Worth (Review) – A 9/11 Drama That Wants To Be Spotlight

DIRECTOR: Sara Colangelo

CAST: Michael Keaton, Stanley Tucci, Amy Ryan, Tate Donovan, Shunori Ramanthan, Laura Benanti, Talia Balsam, Marc Maron, Chris Tardio, Victor Slezak, Gayle Rankin, Catherine Curtin, Johanna Day, James Ciccone

RUNNING TIME: 118 mins

CERTIFICATE: 12A

BASICALLY…: Attorney Ken Feinberg (Keaton) is tasked with allocating compensation for families of 9/11 victims…

NOW FOR THE REVIEW…

Countless families and loved ones lost someone close on September 11th, 2001. Even twenty years on, the pain is still felt by many around the world, but none more so than the grieving folks whose mothers, fathers, sons, daughters, wives, husbands etc. paid the ultimate price for simply being in the wrong place at the wrong time. Their worth cannot be replaced, or bought out, but that didn’t stop a group of lawyers from trying hard to do that anyway, regardless of the inhumanity surrounding it.

Their efforts are dramatized in director Sara Colangelo’s Worth, which presents the struggle for appropriate compensation in the wake of such a major incident as a redemption arc for the stuffy, bureaucratic lawyers placed in charge of it. While it’s not quite as dramatically engaging as it perhaps ought to be, it’s barely saved by some fine performances and heart-breaking scenarios that prevent it from a fate of po-facedness.

Our main focus is Kenneth Feinberg (Michael Keaton, sporting a heavy Boston accent for the part), an attorney who is appointed “Special Master” of the 9/11 Victims Compensation Fund shortly after the events of that fateful day.

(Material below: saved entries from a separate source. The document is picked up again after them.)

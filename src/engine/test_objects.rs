//! Set of functions used for unit testing instead of copying them everywhere

use super::metadata::{CatalogMetadata, ElementMeta};
use super::objects::{
    CommandContext, Constant, ElementRef, Expression, FromItem, GroupRef, Query, SqlType, Symbol,
};
use crate::constants::Nullable;
use chrono::NaiveDateTime;
use uuid::Uuid;

/// A two table catalog: `g1(e1 integer, e2 integer, e3 string, e4 double)`
/// and `g2(e1 integer, e2 string)`, where `g2.e2` declares a default.
pub struct TestCatalog {
    pub metadata: CatalogMetadata,
    pub g1: Vec<ElementRef>,
    pub g2: Vec<ElementRef>,
}

pub fn get_catalog() -> TestCatalog {
    let mut metadata = CatalogMetadata::new();
    let g1 = metadata.add_group(
        "g1",
        vec![
            ElementMeta::new("e1", SqlType::Integer, Nullable::Null),
            ElementMeta::new("e2", SqlType::Integer, Nullable::Null),
            ElementMeta::new("e3", SqlType::Text, Nullable::Null),
            ElementMeta::new("e4", SqlType::Double, Nullable::Null),
        ],
    );
    let g2 = metadata.add_group(
        "g2",
        vec![
            ElementMeta::new("e1", SqlType::Integer, Nullable::NotNull),
            ElementMeta::new("e2", SqlType::Text, Nullable::Null)
                .with_default(Constant::text("none")),
        ],
    );
    TestCatalog { metadata, g1, g2 }
}

pub fn get_context() -> CommandContext {
    CommandContext::new(
        Uuid::from_u128(0x5eed),
        NaiveDateTime::parse_from_str("2021-10-01 12:00:00", "%Y-%m-%d %H:%M:%S")
            .expect("fixture timestamp"),
    )
    .with_property("org", "acme")
}

pub fn element(refs: &[ElementRef], index: usize) -> Expression {
    Expression::Element(refs[index].clone())
}

pub fn group(name: &str) -> GroupRef {
    GroupRef::new(
        Uuid::new_v5(&Uuid::NAMESPACE_OID, name.as_bytes()),
        name,
    )
}

/// SELECT <elements> FROM <group> with no other clauses.
pub fn select_elements(group_name: &str, refs: &[ElementRef], indexes: &[usize]) -> Query {
    Query::select_from(
        indexes
            .iter()
            .map(|i| Symbol::new(element(refs, *i)))
            .collect(),
        vec![FromItem::Group(group(group_name))],
    )
}
#[cfg(test)]
mod tests {
    use super::super::objects::Expression;
    use super::*;
    use uuid::Uuid;

    fn context() -> CommandContext {
        CommandContext::new(
            Uuid::nil(),
            NaiveDateTime::parse_from_str("2021-10-01 12:00:00", "%Y-%m-%d %H:%M:%S").unwrap(),
        )
    }

    fn call(kind: FunctionKind, returns: SqlType, args: Vec<Expression>) -> Expression {
        Expression::Function(FunctionCall::new(kind, returns, args))
    }

    fn int(i: i64) -> Expression {
        Expression::Constant(Constant::integer(i))
    }

    #[test]
    fn test_arithmetic() -> Result<(), Box<dyn std::error::Error>> {
        let sum = call(FunctionKind::Add, SqlType::Integer, vec![int(1), int(2)]);
        assert_eq!(Evaluator::evaluate(&sum, &context())?, Constant::integer(3));

        let div = call(FunctionKind::Divide, SqlType::Integer, vec![int(7), int(2)]);
        assert_eq!(Evaluator::evaluate(&div, &context())?, Constant::integer(3));
        Ok(())
    }

    #[test]
    fn test_division_by_zero() {
        let div = call(FunctionKind::Divide, SqlType::Integer, vec![int(1), int(0)]);
        assert!(matches!(
            Evaluator::evaluate(&div, &context()),
            Err(EvaluatorError::DivisionByZero)
        ));
    }

    #[test]
    fn test_null_propagation() -> Result<(), Box<dyn std::error::Error>> {
        let sum = call(
            FunctionKind::Add,
            SqlType::Integer,
            vec![int(1), Expression::null(SqlType::Integer)],
        );
        assert_eq!(
            Evaluator::evaluate(&sum, &context())?,
            Constant::null(SqlType::Integer)
        );
        Ok(())
    }

    #[test]
    fn test_convert_failure_is_detectable() {
        let convert = call(
            FunctionKind::Convert(SqlType::Integer),
            SqlType::Integer,
            vec![Expression::Constant(Constant::text("x"))],
        );
        let err = Evaluator::evaluate(&convert, &context()).unwrap_err();
        assert!(err.is_conversion_failure());
    }

    #[test]
    fn test_parse_format_roundtrip() -> Result<(), Box<dyn std::error::Error>> {
        let parsed = call(
            FunctionKind::ParseDate,
            SqlType::Date,
            vec![
                Expression::Constant(Constant::text("2021-10-01")),
                Expression::Constant(Constant::text("%Y-%m-%d")),
            ],
        );
        let date = Evaluator::evaluate(&parsed, &context())?;
        assert_eq!(
            date,
            Constant::new(SqlValue::Date(
                NaiveDate::from_ymd_opt(2021, 10, 1).unwrap()
            ))
        );

        let bad_pattern = call(
            FunctionKind::FormatDate,
            SqlType::Text,
            vec![
                Expression::Constant(date),
                Expression::Constant(Constant::text("%Q")),
            ],
        );
        assert!(matches!(
            Evaluator::evaluate(&bad_pattern, &context()),
            Err(EvaluatorError::InvalidFormat(_))
        ));
        Ok(())
    }

    #[test]
    fn test_ternary_compare() -> Result<(), Box<dyn std::error::Error>> {
        let unknown = Criteria::compare(
            Expression::null(SqlType::Integer),
            CompareOp::Eq,
            int(1),
        );
        assert_eq!(
            Evaluator::evaluate_criteria(&unknown, &context())?,
            Ternary::Unknown
        );

        let true_compare = Criteria::compare(int(1), CompareOp::Eq, int(1));
        assert_eq!(
            Evaluator::evaluate_criteria(&true_compare, &context())?,
            Ternary::True
        );
        Ok(())
    }

    #[test]
    fn test_like_matching() -> Result<(), Box<dyn std::error::Error>> {
        assert!(like_match("abc", "a%", None)?);
        assert!(like_match("abc", "a_c", None)?);
        assert!(!like_match("abc", "a_b", None)?);
        assert!(like_match("a%c", "a\\%c", Some('\\'))?);
        assert!(!like_match("abc", "a\\%c", Some('\\'))?);
        Ok(())
    }

    #[test]
    fn test_in_list_with_null() -> Result<(), Box<dyn std::error::Error>> {
        let in_list = Criteria::SetCriteria(super::super::objects::SetCriteria {
            expr: int(5),
            values: vec![int(1), Expression::null(SqlType::Integer)],
            negated: false,
        });
        assert_eq!(
            Evaluator::evaluate_criteria(&in_list, &context())?,
            Ternary::Unknown
        );
        Ok(())
    }

    #[test]
    fn test_decode() -> Result<(), Box<dyn std::error::Error>> {
        let decoded = call(
            FunctionKind::DecodeString,
            SqlType::Text,
            vec![
                Expression::Constant(Constant::text("a")),
                Expression::Constant(Constant::text("a")),
                Expression::Constant(Constant::text("first")),
                Expression::Constant(Constant::text("b")),
                Expression::Constant(Constant::text("second")),
            ],
        );
        assert_eq!(
            Evaluator::evaluate(&decoded, &context())?,
            Constant::text("first")
        );
        Ok(())
    }
}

The fund has been set up by the government and several airline companies for close relatives of those who perished, in order to avoid a major lawsuit that could severely disrupt the economy, with Feinberg’s role being to come up with a formula that generates a fair, acceptable pay-out for the thousands of people who lost someone on 9/11. However, the plans are met with anger and contempt by several people, including widower Charles Wolf (Stanley Tucci) who sets up a “Fix the Fund” opposition group in response, and with a deadline fast approaching Feinberg and his team of professionals struggle to get enough people to commit to the fund, before it is returned to and passed by Congress.

With its sobering tone, emotional subtext, dozens of scenes where people are interviewed about their experiences, and not to mention the fact it also stars Michael Keaton and Stanley Tucci, it’s difficult to watch Worth without also thinking about Spotlight. Colangelo’s film, from a script by Max Borenstein (who’s radically changing pace here, given he’s also the writer of many of the recent “MonsterVerse” blockbusters), does evoke similar reactions to Tom McCarthy’s standout Oscar-winner, which often makes you think about how much better that movie is instead of being fully engrossed into this one. A major reason for that is Borenstein’s script lacking a firm narrative hook, which should serve as a good enough reason for viewers to become invested in the unfolding plot despite all the complicated jargon, but is for whatever reason absent in a film that ought to be more accessible to those who don’t know much about legal systems like this. It’s not that you don’t care about what’s going on, but you do feel alarmingly lost in all of the dry, reserved manner in which it’s laying on a lot of complex terminologies at once (to borrow from The Big Short, this movie needed Margot Robbie in a bubble bath to explain what certain things are).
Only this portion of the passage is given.